- Born: 1 February 1867 Paris, France
- Died: 2 March 1952 (aged 85)
- Education: Trinity College, Cambridge, University of Maryland
- Occupations: scholar, archaeologist, diplomat, lawyer
- Parents: Dr Thomas Hepburn Buckler (father); Eliza née Ridgely (mother);

= William Hepburn Buckler =

French-born scholar, archaeologist, diplomat and lawyer

William Hepburn Buckler, FBA (1867–1952) was a French-born American classical scholar, archaeologist, diplomat and lawyer. He practised as a lawyer in Baltimore before serving in a number of diplomatic posts, which included service in London during the First World War and membership of the US delegation to the Paris Peace Conference of 1919. While a lawyer, Buckler had developed an interest in archaeology and classical scholarship. He was part of the US archaeological expedition (1910–14) to Sardis in modern-day Turkey and returned there in the 1920s to catalogue and decipher ancient inscriptions uncovered at the site – a project he remained involved with throughout the 1930s. He became an expert in the Lydian language and authored two monographs and three volumes of Monumenta Asiæ Minoris Antiqua. His scholarship was recognised with three honorary doctorates, a Festschrift (co-edited by his colleague W. M. Calder) and fellowship of the British Academy.

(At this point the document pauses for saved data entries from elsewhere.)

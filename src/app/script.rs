//! Scenario scripts
//!
//! A scenario is a TOML file of `[[step]]` tables replayed in order against a
//! store. Labels given to `add` steps let later `remove` steps refer to the
//! notification without knowing its generated id.

use std::collections::HashSet;
use std::path::Path;
use std::time::Duration;
use anyhow::{Context, Result};
use serde::Deserialize;

use crate::notifications::NotificationKind;

/// One scenario action
#[derive(Debug, Clone, PartialEq, Deserialize)]
#[serde(tag = "action", rename_all = "kebab-case")]
pub enum Step {
    Add {
        kind: NotificationKind,
        title: String,
        #[serde(default)]
        body: String,
        /// Falls back to the configured default ttl
        #[serde(rename = "ttl-ms")]
        ttl_ms: Option<u64>,
        label: Option<String>,
    },
    Remove {
        label: String,
    },
    Clear,
    List,
    Wait {
        ms: u64,
    },
}

impl Step {
    pub fn name(&self) -> &'static str {
        match self {
            Step::Add { .. } => "add",
            Step::Remove { .. } => "remove",
            Step::Clear => "clear",
            Step::List => "list",
            Step::Wait { .. } => "wait",
        }
    }

    pub fn wait_duration(&self) -> Option<Duration> {
        match self {
            Step::Wait { ms } => Some(Duration::from_millis(*ms)),
            _ => None,
        }
    }
}

/// An ordered list of steps
#[derive(Debug, Clone, PartialEq, Default, Deserialize)]
#[serde(deny_unknown_fields)]
pub struct Script {
    #[serde(default, rename = "step")]
    pub steps: Vec<Step>,
}

impl Script {
    /// Parse and validate scenario TOML
    pub fn parse(content: &str) -> Result<Self> {
        let script: Script = toml::from_str(content).context("Failed to parse scenario")?;
        script.validate()?;
        Ok(script)
    }

    pub fn load(path: &Path) -> Result<Self> {
        let content = std::fs::read_to_string(path)
            .with_context(|| format!("Failed to read scenario file: {}", path.display()))?;
        Self::parse(&content)
            .with_context(|| format!("Invalid scenario file: {}", path.display()))
    }

    /// Saved/OK with a 100ms lifetime, observed either side of its expiry
    pub fn builtin() -> Self {
        Self {
            steps: vec![
                Step::Add {
                    kind: NotificationKind::Success,
                    title: "Saved".to_string(),
                    body: "OK".to_string(),
                    ttl_ms: Some(100),
                    label: Some("saved".to_string()),
                },
                Step::List,
                Step::Wait { ms: 99 },
                Step::List,
                Step::Wait { ms: 2 },
                Step::List,
            ],
        }
    }

    /// Every `remove` must name a label bound by an earlier `add`
    pub fn validate(&self) -> Result<()> {
        let mut labels = HashSet::new();
        for (index, step) in self.steps.iter().enumerate() {
            match step {
                Step::Add { label: Some(label), .. } => {
                    labels.insert(label.as_str());
                }
                Step::Remove { label } if !labels.contains(label.as_str()) => {
                    return Err(anyhow::anyhow!(
                        "Step {}: remove refers to unknown label '{}'", index + 1, label
                    ));
                }
                _ => {}
            }
        }
        Ok(())
    }

    pub fn len(&self) -> usize {
        self.steps.len()
    }

    pub fn is_empty(&self) -> bool {
        self.steps.is_empty()
    }
}

#[cfg(test)]
mod tests {
    use super::*;
    use tempfile::NamedTempFile;

    #[test]
    fn test_parse_all_actions() {
        let script = Script::parse(r#"
[[step]]
action = "add"
kind = "warning"
title = "Offline"
ttl-ms = 0
label = "offline"

[[step]]
action = "list"

[[step]]
action = "wait"
ms = 250

[[step]]
action = "remove"
label = "offline"

[[step]]
action = "clear"
"#).unwrap();

        assert_eq!(script.len(), 5);
        assert_eq!(
            script.steps[0],
            Step::Add {
                kind: NotificationKind::Warning,
                title: "Offline".to_string(),
                body: String::new(),
                ttl_ms: Some(0),
                label: Some("offline".to_string()),
            }
        );
        assert_eq!(script.steps[2].wait_duration(), Some(Duration::from_millis(250)));
        let names: Vec<_> = script.steps.iter().map(Step::name).collect();
        assert_eq!(names, vec!["add", "list", "wait", "remove", "clear"]);
    }

    #[test]
    fn test_unknown_label_rejected() {
        let result = Script::parse(r#"
[[step]]
action = "remove"
label = "ghost"
"#);
        let message = format!("{:#}", result.unwrap_err());
        assert!(message.contains("unknown label 'ghost'"));
    }

    #[test]
    fn test_label_must_precede_remove() {
        let result = Script::parse(r#"
[[step]]
action = "remove"
label = "later"

[[step]]
action = "add"
kind = "info"
title = "Later"
label = "later"
"#);
        assert!(result.is_err());
    }

    #[test]
    fn test_invalid_kind_and_action() {
        assert!(Script::parse("[[step]]\naction = \"add\"\nkind = \"fatal\"\ntitle = \"x\"\n").is_err());
        assert!(Script::parse("[[step]]\naction = \"explode\"\n").is_err());
        assert!(Script::parse("[[step]]\naction = \"wait\"\n").is_err());
    }

    #[test]
    fn test_empty_script() {
        let script = Script::parse("").unwrap();
        assert!(script.is_empty());
    }

    #[test]
    fn test_builtin_scenario() {
        let script = Script::builtin();
        assert!(script.validate().is_ok());
        assert_eq!(script.len(), 6);
        let total_wait: Duration = script.steps.iter().filter_map(Step::wait_duration).sum();
        assert_eq!(total_wait, Duration::from_millis(101));
    }

    #[test]
    fn test_load_from_file() {
        let file = NamedTempFile::new().unwrap();
        std::fs::write(&file, "[[step]]\naction = \"list\"\n").unwrap();
        assert_eq!(Script::load(file.path()).unwrap().steps, vec![Step::List]);

        assert!(Script::load(Path::new("/nonexistent/scenario.toml")).is_err());
    }
}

== Early life, family and education ==
Born in Paris, France, on 1 February 1867, Buckler was the only son of Eliza née Ridgely (1828–1894), daughter of Thomas and Eliza (Eichelberger) Ridgely of Hampton, Maryland, and her second husband Dr Thomas Hepburn Buckler (1812–1901), who had practised as a physician in his native Baltimore (also in Maryland) until 1866, when he moved to Paris and gained a license to practise there which he renewed until 1890. Through his mother's first husband, the younger Buckler was half-brother to Henry White, who was the US Ambassador to Italy from 1905 to 1907 and to France from 1907 to 1909, and a signatory of the Treaty of Versailles.

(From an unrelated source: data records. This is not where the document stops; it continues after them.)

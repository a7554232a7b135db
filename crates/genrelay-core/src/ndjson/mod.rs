//! NDJSON reader for streaming generation responses.
//!
//! The upstream body arrives in arbitrary byte chunks; [`LineFramer`] turns
//! them into complete lines and [`parse_line`] decodes each line into an
//! [`UpstreamChunk`], implementing a tolerant reader pattern.

mod framer;
mod parser;
mod types;

pub use framer::LineFramer;
pub use parser::{is_blank, parse_line, parse_value};
pub use types::*;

== Legal and diplomatic career ==
Buckler came to England for his university education. He was admitted to Trinity College, Cambridge, in 1887 and graduated in 1900 with a Bachelor of Arts degree. He then completed a postgraduate Bachelor of Laws degree the following year and returned to the United States where he studied at the University of Maryland before he began practising law in Baltimore in 1893 or 1894. Sources variously state that he ended his legal practice in 1902, 1904 or 1905; Buckler himself stated 1902. By that time, he had already published two books: The Origin and History of Contract in Roman Law (1894) and Notes on Contracts and Torts of Lunatics (1901); Sales in the Instalment Place (1904), which also examined Roman Law, and Studies in American Trade Unionism (1906) followed. From 1904 to 1912, Buckler was a trustee of Johns Hopkins University.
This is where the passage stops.